The article highlights the vital role that policy decisions have played in creating and increasing the addiction problem. Actions that address only the latest crisis often end up making the problem worse as has been seen with many policy reactions to the addiction crisis.

Unfortunately, the lack of focus on policy continues: “Journalists continue to echo the three-wave story that places the blame overwhelmingly on pharma. But the second two phases didn’t just happen: they were driven by policy choices.”

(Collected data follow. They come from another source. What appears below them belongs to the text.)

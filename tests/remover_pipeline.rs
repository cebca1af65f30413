use std::sync::Arc;
use std::sync::atomic::{AtomicUsize, Ordering};

use bgcrop::{
    BatchReport, CropConfig, InferenceEngine, MaskSource, OutputFormat, ProcessingMode,
    ProcessingParams, Remover, Rgb, load_image, process_directory_to_path,
};
use image::{DynamicImage, Rgba, RgbaImage};
use ndarray::ArrayView4;
use tempfile::tempdir;

/// Emits strong foreground logits in the centre half of the frame and counts calls.
struct CentreSquareEngine {
    side: u32,
    calls: Arc<AtomicUsize>,
}

impl InferenceEngine for CentreSquareEngine {
    fn input_size(&self) -> u32 {
        self.side
    }

    fn infer(&mut self, input: ArrayView4<'_, f32>, output: &mut Vec<f32>) -> bgcrop::Result<()> {
        assert_eq!(input.dim(), (1, 3, self.side as usize, self.side as usize));
        self.calls.fetch_add(1, Ordering::SeqCst);
        let s = self.side;
        let inside = |v: u32| (s / 4..3 * s / 4).contains(&v);
        for y in 0..s {
            for x in 0..s {
                output.push(if inside(x) && inside(y) { 8.0 } else { -8.0 });
            }
        }
        Ok(())
    }
}

fn remover(side: u32) -> (Remover, Arc<AtomicUsize>) {
    let calls = Arc::new(AtomicUsize::new(0));
    let engine = CentreSquareEngine {
        side,
        calls: Arc::clone(&calls),
    };
    (Remover::new(Box::new(engine)), calls)
}

fn photo(w: u32, h: u32) -> DynamicImage {
    DynamicImage::ImageRgba8(RgbaImage::from_fn(w, h, |x, y| {
        Rgba([(x % 200) as u8 + 30, (y % 200) as u8 + 30, 90, 255])
    }))
}

#[test]
fn crop_surrounds_the_detected_square() {
    let (remover, calls) = remover(32);
    let config = CropConfig {
        margin: 10,
        ..CropConfig::default()
    };
    let out = remover.smart_crop(&photo(320, 320), &config).expect("crop");

    // Mask square spans [8, 23] at scale 10: [80, 230] plus 10 px margin each side.
    assert_eq!(out.dimensions(), (170, 170));
    assert_eq!(calls.load(Ordering::SeqCst), 1);
}

#[test]
fn square_crop_on_wide_image() {
    let (remover, _) = remover(32);
    let config = CropConfig {
        margin: 0,
        square_crop: true,
        ..CropConfig::default()
    };
    let out = remover.smart_crop(&photo(640, 320), &config).expect("crop");
    let (w, h) = out.dimensions();
    assert_eq!(w, h);
}

#[test]
fn cutout_background_is_white_and_subject_kept() {
    let (remover, _) = remover(32);
    let img = photo(128, 96);
    let out = remover.remove_background(&img).expect("cutout");

    assert_eq!(out.dimensions(), (128, 96));
    for &(x, y) in &[(0, 0), (127, 0), (0, 95), (127, 95)] {
        assert_eq!(out.get_pixel(x, y).0, [255, 255, 255, 255], "corner ({x}, {y})");
    }
    assert_eq!(out.get_pixel(64, 48).0, img.to_rgba8().get_pixel(64, 48).0);
}

#[test]
fn shared_remover_across_threads() {
    let (remover, calls) = remover(16);
    let img = photo(64, 64);
    std::thread::scope(|scope| {
        for _ in 0..4 {
            scope.spawn(|| {
                let out = remover
                    .remove_background_over(&img, Rgb([0, 0, 0]))
                    .expect("cutout");
                assert_eq!(out.get_pixel(0, 0).0, [0, 0, 0, 255]);
            });
        }
    });
    assert_eq!(calls.load(Ordering::SeqCst), 4);
    assert!(remover.tensor_pool().available() >= 1);
}

#[test]
fn batch_with_model_writes_every_image() {
    let (remover, calls) = remover(32);
    let input = tempdir().expect("input dir");
    let output = tempdir().expect("output dir");
    for name in ["one.png", "two.png", "three.png"] {
        photo(100, 80).save(input.path().join(name)).expect("save input");
    }
    std::fs::create_dir(input.path().join("nested")).expect("nested dir");
    std::fs::write(input.path().join("notes.md"), "# not an image").expect("notes");

    let params = ProcessingParams {
        mode: ProcessingMode::Crop,
        mask_source: MaskSource::Model,
        format: OutputFormat::JPEG,
        ..ProcessingParams::default()
    };
    let report =
        process_directory_to_path(input.path(), output.path(), &params, Some(&remover), false)
            .expect("batch");

    assert_eq!(
        report,
        BatchReport {
            processed: 3,
            skipped: 1,
            errors: 0
        }
    );
    assert_eq!(calls.load(Ordering::SeqCst), 3);
    let written = load_image(&output.path().join("two.jpg")).expect("read output");
    assert!(written.width() < 100 && written.height() < 80);
}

We risk another similar mis-step if policy continues to focus narrowly and primarily on pharmacological “solutions” to the problem. Medication Assisted Treatment (MAT) drugs have a place, but MAT drug alone will not solve the personal, family or community problems. And widespread and unsupported prescription of MAT drugs is likely to have unintended consequences which could worse, not improve the situation.

 

Excerpted from Scientific American

Journalists have largely presented the overdose crisis as a story of three interconnected and perhaps inevitable waves. First, drug companies, led by Purdue Pharma, maker of the notorious OxyContin, convinced gullible doctors to prescribe unneeded opioids.

The second wave in this narrative begins around 2011, when states cracked down on “pain clinics” that were really pill mills, offering doses for dollars.

Finally, the third wave was initiated by dealers about four years later. Seeing a chance to make even more money, they began to cut heroin with illicitly manufactured fentanyl and various other synthetic opioids, which are both cheaper to make and more potent.